Source records: Begin

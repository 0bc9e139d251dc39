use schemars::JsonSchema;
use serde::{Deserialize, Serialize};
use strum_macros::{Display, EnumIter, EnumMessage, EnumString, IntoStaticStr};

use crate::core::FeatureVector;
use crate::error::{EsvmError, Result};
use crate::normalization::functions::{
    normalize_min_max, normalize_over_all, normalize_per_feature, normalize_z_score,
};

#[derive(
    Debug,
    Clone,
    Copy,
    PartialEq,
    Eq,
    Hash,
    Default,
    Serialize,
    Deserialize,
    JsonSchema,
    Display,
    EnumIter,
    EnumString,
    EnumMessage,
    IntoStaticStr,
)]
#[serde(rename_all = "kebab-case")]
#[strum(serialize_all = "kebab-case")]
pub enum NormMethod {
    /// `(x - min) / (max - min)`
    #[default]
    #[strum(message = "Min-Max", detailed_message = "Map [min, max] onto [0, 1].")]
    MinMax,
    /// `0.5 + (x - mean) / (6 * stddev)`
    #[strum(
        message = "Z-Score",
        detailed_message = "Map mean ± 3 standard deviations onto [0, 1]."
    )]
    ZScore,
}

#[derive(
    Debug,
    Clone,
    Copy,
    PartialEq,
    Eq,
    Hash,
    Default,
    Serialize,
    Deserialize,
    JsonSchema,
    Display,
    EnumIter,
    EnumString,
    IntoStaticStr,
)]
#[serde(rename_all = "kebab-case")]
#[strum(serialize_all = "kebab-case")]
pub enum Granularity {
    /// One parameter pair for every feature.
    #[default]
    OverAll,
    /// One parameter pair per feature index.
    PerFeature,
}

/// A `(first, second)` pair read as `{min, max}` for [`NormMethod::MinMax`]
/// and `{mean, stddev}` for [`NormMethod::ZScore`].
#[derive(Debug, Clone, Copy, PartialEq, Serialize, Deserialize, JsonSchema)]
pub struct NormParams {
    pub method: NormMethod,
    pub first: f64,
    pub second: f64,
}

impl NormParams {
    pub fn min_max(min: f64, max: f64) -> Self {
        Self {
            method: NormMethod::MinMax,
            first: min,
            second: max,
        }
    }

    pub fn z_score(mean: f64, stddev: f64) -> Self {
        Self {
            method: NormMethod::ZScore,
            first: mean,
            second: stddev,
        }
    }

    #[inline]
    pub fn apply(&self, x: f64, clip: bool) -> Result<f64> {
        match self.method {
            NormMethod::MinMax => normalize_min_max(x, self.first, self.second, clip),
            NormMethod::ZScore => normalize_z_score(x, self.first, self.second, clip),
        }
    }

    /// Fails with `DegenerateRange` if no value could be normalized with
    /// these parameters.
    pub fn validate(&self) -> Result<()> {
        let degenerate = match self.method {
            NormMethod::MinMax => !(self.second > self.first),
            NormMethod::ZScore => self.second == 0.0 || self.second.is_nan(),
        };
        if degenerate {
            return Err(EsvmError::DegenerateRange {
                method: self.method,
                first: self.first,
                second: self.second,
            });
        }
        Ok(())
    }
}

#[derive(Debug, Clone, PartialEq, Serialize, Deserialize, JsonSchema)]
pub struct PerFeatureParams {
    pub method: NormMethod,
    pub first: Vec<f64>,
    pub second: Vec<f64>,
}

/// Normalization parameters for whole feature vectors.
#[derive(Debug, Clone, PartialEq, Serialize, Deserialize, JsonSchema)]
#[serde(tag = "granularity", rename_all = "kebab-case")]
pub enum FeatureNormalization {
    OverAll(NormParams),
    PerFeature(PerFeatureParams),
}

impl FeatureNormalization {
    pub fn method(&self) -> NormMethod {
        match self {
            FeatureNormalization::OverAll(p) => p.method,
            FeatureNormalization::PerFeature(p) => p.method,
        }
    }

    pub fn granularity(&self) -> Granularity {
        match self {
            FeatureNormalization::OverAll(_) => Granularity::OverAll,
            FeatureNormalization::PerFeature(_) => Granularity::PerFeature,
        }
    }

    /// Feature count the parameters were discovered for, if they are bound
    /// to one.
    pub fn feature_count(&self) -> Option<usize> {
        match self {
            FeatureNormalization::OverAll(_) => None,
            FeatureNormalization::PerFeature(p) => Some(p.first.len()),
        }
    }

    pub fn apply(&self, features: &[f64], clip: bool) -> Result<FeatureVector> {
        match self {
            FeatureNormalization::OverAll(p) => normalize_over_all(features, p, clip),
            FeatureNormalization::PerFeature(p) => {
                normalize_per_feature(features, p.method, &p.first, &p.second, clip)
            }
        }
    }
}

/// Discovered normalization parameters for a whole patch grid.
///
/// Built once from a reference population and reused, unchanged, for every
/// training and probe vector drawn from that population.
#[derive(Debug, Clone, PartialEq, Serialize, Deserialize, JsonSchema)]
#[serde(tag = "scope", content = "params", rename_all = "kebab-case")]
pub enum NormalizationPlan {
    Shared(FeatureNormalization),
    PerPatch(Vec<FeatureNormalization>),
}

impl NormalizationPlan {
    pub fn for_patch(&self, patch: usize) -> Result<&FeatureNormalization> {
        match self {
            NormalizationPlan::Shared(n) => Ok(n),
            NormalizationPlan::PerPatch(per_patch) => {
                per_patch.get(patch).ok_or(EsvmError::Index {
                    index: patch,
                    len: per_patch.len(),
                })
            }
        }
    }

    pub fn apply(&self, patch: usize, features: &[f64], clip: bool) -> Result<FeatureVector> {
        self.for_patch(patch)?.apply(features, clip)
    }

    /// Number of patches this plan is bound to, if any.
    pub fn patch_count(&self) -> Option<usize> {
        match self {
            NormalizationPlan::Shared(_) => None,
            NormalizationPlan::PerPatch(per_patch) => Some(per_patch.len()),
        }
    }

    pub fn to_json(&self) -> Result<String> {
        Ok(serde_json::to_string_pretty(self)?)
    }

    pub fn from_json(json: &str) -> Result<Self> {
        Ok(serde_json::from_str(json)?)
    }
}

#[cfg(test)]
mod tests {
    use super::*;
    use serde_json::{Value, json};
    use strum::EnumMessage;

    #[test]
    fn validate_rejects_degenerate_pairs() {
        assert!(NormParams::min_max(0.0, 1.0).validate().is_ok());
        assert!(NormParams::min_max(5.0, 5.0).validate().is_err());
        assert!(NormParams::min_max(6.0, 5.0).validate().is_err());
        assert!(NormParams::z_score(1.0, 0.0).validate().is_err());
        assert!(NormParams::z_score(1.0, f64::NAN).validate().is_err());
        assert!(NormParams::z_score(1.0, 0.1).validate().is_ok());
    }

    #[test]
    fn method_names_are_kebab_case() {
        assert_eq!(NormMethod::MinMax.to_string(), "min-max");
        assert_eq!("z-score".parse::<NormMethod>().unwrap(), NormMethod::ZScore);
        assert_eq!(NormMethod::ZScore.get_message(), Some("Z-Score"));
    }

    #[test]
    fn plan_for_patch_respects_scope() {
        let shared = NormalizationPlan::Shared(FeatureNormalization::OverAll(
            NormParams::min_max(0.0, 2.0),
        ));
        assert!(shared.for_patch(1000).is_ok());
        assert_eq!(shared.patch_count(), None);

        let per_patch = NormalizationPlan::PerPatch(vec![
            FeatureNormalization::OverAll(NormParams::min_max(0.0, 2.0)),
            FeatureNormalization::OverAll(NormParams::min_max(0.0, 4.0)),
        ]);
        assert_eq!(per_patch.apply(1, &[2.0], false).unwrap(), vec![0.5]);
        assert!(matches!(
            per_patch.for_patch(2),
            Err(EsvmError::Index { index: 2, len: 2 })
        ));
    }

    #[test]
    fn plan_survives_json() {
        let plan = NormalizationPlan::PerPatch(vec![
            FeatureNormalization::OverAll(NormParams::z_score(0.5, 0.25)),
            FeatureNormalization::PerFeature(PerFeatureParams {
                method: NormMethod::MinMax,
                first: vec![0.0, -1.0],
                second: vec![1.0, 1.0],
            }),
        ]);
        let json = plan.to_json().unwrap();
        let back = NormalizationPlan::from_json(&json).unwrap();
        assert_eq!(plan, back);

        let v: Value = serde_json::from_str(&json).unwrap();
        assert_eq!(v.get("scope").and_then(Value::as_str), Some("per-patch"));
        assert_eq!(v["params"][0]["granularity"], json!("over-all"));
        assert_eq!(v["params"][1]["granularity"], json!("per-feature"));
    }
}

Source records: End

Task: Lines that hold "bound" are the ones to copy, so pick each out from the data.

Response to the exercise:
    /// Feature count the parameters were discovered for, if they are bound
    /// Number of patches this plan is bound to, if any.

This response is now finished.